> [Your task]:
Each line in the entries that has the word "derive" has to be copied.

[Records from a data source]
Content starts

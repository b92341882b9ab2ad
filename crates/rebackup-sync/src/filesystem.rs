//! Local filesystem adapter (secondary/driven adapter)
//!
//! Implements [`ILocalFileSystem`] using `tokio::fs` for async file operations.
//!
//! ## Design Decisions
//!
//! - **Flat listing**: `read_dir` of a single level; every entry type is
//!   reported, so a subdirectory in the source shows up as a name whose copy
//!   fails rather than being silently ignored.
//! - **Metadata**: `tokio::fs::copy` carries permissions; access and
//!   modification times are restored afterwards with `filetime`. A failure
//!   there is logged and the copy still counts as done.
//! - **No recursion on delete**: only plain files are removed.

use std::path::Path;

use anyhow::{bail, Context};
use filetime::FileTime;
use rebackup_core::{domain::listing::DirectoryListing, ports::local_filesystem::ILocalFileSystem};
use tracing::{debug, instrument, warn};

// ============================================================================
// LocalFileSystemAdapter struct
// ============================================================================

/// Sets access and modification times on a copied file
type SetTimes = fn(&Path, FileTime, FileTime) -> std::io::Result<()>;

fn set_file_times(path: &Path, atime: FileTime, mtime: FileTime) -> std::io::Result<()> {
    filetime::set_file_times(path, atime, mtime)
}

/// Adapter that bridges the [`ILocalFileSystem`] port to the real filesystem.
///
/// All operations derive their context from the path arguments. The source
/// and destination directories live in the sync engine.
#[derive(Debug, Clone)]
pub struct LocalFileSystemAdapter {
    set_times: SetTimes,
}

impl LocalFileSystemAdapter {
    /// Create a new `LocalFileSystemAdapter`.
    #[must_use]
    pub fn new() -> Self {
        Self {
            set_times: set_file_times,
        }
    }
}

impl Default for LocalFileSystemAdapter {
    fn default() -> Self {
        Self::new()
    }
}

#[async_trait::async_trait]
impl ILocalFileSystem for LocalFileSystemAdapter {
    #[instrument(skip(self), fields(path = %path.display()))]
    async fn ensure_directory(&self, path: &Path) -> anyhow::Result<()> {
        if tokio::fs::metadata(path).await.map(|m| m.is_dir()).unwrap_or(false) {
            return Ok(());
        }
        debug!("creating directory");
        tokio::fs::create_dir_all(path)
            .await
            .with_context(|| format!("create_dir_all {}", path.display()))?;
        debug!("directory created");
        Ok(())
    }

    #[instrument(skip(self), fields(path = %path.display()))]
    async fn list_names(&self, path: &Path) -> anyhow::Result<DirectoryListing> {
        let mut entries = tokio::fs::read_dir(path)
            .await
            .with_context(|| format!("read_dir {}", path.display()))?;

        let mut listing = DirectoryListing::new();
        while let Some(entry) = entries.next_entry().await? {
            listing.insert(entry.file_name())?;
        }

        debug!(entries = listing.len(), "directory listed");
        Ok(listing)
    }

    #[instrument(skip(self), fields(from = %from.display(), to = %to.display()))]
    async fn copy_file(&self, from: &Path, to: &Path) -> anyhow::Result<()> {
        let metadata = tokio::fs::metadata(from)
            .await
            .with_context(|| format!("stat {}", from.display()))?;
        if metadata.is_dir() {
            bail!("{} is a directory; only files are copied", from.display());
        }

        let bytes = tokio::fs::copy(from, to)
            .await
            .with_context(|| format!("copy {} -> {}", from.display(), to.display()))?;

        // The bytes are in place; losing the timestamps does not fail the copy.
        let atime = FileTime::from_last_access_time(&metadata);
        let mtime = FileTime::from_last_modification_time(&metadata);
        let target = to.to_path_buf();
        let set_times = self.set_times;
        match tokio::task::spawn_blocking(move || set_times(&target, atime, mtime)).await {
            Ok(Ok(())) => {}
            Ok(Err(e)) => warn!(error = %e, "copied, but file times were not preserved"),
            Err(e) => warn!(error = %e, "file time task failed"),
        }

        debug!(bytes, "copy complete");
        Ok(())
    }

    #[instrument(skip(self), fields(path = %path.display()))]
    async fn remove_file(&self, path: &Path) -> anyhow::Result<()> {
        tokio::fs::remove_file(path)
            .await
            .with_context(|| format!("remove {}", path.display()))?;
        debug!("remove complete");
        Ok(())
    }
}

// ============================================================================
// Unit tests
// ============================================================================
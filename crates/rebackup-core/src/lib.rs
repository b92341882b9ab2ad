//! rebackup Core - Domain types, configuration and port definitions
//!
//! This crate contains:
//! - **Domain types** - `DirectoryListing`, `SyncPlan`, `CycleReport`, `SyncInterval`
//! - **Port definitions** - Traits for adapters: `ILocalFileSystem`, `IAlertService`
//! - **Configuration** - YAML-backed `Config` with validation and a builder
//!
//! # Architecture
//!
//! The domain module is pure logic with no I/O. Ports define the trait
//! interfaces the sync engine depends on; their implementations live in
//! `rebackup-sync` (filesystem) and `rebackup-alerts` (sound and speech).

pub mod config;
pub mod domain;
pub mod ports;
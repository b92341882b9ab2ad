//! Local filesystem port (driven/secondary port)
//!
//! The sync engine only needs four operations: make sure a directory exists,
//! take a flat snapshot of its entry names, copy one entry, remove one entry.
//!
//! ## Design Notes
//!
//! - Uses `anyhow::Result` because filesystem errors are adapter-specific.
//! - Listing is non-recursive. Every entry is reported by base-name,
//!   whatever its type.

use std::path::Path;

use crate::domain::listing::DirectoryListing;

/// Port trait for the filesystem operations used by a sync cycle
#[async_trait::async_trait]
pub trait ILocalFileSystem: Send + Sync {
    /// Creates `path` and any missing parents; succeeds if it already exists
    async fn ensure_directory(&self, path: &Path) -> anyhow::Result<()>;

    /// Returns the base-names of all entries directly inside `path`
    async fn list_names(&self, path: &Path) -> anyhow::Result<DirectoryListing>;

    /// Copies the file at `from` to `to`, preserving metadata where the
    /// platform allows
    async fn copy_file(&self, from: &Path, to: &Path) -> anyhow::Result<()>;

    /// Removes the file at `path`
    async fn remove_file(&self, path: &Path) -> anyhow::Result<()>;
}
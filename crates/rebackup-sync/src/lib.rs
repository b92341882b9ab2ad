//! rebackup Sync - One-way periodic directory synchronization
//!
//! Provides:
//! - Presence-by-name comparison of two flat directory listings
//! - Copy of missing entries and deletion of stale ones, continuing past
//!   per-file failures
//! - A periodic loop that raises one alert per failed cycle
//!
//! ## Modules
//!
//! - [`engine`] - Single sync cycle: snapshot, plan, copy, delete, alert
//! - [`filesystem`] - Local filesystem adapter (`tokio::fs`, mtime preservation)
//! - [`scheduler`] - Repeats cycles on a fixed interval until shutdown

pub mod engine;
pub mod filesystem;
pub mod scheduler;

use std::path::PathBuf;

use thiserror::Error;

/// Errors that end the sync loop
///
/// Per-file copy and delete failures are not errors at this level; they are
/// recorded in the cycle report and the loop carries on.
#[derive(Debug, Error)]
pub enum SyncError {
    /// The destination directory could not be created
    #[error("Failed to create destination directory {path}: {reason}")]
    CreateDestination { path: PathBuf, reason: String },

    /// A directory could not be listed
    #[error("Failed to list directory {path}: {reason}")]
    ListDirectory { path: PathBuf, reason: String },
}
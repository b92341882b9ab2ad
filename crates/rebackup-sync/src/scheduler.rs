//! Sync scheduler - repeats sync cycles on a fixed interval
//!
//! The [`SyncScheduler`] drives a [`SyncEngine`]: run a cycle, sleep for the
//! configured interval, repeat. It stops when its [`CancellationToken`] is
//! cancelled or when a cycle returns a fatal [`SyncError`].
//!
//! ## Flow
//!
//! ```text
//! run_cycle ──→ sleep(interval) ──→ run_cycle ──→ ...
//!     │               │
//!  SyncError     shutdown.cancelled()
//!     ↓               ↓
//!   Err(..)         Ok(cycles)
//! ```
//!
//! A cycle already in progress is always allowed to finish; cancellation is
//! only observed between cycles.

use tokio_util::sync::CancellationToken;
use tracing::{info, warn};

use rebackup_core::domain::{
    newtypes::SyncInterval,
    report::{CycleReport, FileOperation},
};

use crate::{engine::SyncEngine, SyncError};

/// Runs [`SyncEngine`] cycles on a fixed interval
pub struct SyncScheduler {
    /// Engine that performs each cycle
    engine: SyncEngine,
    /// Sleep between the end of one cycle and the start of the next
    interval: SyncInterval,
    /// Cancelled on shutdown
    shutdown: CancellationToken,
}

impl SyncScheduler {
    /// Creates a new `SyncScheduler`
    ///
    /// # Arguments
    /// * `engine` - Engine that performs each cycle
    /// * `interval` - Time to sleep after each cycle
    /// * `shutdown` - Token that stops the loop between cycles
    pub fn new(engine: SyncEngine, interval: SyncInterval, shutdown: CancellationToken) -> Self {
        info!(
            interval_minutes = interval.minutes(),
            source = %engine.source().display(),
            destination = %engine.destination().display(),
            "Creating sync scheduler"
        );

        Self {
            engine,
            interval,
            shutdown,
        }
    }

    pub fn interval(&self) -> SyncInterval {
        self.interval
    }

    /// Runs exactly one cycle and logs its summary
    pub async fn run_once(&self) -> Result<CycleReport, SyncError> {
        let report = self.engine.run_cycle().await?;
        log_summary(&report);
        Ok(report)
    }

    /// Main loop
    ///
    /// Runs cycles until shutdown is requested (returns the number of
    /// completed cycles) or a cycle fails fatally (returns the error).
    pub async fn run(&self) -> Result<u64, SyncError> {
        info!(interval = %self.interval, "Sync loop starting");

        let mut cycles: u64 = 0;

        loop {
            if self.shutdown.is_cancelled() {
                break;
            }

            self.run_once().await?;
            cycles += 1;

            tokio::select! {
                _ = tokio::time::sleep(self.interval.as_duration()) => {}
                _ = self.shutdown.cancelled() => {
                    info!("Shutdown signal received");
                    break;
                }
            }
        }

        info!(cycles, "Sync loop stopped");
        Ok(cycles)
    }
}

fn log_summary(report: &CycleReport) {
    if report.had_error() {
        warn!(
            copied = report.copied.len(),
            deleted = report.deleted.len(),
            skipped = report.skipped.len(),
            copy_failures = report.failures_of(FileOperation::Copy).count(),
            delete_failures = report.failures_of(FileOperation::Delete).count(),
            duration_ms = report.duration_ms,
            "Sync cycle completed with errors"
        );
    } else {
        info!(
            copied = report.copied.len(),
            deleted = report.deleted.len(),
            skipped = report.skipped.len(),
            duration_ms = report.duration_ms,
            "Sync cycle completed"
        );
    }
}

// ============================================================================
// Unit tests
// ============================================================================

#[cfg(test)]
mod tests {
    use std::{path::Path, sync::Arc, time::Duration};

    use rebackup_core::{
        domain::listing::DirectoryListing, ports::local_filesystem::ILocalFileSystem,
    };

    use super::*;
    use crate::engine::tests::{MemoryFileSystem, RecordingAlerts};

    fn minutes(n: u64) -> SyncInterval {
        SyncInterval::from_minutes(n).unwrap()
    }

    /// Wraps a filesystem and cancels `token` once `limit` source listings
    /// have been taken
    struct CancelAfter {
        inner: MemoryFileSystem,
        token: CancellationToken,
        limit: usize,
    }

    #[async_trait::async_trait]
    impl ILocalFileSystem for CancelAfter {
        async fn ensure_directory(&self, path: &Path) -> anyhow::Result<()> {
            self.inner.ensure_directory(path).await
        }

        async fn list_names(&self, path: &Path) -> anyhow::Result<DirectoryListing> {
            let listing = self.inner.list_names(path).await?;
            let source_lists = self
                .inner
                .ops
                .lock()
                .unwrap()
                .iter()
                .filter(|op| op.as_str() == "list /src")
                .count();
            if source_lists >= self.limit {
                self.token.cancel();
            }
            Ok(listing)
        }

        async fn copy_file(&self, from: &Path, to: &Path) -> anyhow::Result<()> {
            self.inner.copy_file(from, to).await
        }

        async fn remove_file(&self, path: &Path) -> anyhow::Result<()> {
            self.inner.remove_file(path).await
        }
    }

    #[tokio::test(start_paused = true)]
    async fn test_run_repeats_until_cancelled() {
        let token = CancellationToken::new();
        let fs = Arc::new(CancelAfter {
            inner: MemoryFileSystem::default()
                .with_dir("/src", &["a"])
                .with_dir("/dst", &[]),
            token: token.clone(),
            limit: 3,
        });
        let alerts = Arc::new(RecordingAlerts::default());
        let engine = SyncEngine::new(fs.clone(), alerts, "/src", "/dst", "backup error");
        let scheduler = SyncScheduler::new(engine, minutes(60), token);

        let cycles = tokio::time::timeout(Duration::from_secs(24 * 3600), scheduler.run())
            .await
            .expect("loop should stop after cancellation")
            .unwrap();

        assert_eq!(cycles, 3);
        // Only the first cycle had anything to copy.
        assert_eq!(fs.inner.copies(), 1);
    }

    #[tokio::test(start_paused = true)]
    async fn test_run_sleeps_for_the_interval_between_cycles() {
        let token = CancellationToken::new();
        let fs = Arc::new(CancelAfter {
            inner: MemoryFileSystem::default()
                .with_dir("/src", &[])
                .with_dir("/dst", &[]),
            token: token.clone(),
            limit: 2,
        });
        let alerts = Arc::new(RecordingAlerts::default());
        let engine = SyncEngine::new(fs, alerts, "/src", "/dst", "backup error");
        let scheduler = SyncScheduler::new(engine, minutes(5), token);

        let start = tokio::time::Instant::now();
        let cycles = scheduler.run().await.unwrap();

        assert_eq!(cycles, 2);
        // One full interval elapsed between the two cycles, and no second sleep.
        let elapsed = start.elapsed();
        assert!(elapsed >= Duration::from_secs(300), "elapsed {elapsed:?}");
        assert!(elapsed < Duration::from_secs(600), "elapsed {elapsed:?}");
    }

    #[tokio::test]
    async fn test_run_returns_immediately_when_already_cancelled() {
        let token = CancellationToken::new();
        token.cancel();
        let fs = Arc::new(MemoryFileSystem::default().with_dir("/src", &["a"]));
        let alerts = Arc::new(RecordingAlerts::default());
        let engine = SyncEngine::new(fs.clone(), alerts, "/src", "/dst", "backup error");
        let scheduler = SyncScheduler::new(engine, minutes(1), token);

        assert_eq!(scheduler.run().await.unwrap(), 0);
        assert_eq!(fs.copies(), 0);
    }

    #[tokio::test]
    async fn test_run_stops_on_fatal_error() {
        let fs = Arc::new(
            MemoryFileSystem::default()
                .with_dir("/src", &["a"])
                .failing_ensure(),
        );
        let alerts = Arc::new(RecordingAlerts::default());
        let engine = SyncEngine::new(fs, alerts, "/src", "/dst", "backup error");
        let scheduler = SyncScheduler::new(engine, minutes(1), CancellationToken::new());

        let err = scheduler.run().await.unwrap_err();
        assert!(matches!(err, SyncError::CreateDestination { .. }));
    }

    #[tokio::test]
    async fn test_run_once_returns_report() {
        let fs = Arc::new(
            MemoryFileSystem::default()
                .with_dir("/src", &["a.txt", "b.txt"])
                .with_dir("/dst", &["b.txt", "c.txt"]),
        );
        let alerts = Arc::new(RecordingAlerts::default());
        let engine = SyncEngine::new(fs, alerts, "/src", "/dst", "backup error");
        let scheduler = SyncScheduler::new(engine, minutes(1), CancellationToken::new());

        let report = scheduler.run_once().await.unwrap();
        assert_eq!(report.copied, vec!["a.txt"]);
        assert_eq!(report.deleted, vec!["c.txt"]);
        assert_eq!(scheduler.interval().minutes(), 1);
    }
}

Content ends

> [Task answer]:
/// All operations derive their context from the path arguments. The source
#[derive(Debug, Clone)]
#[derive(Debug, Error)]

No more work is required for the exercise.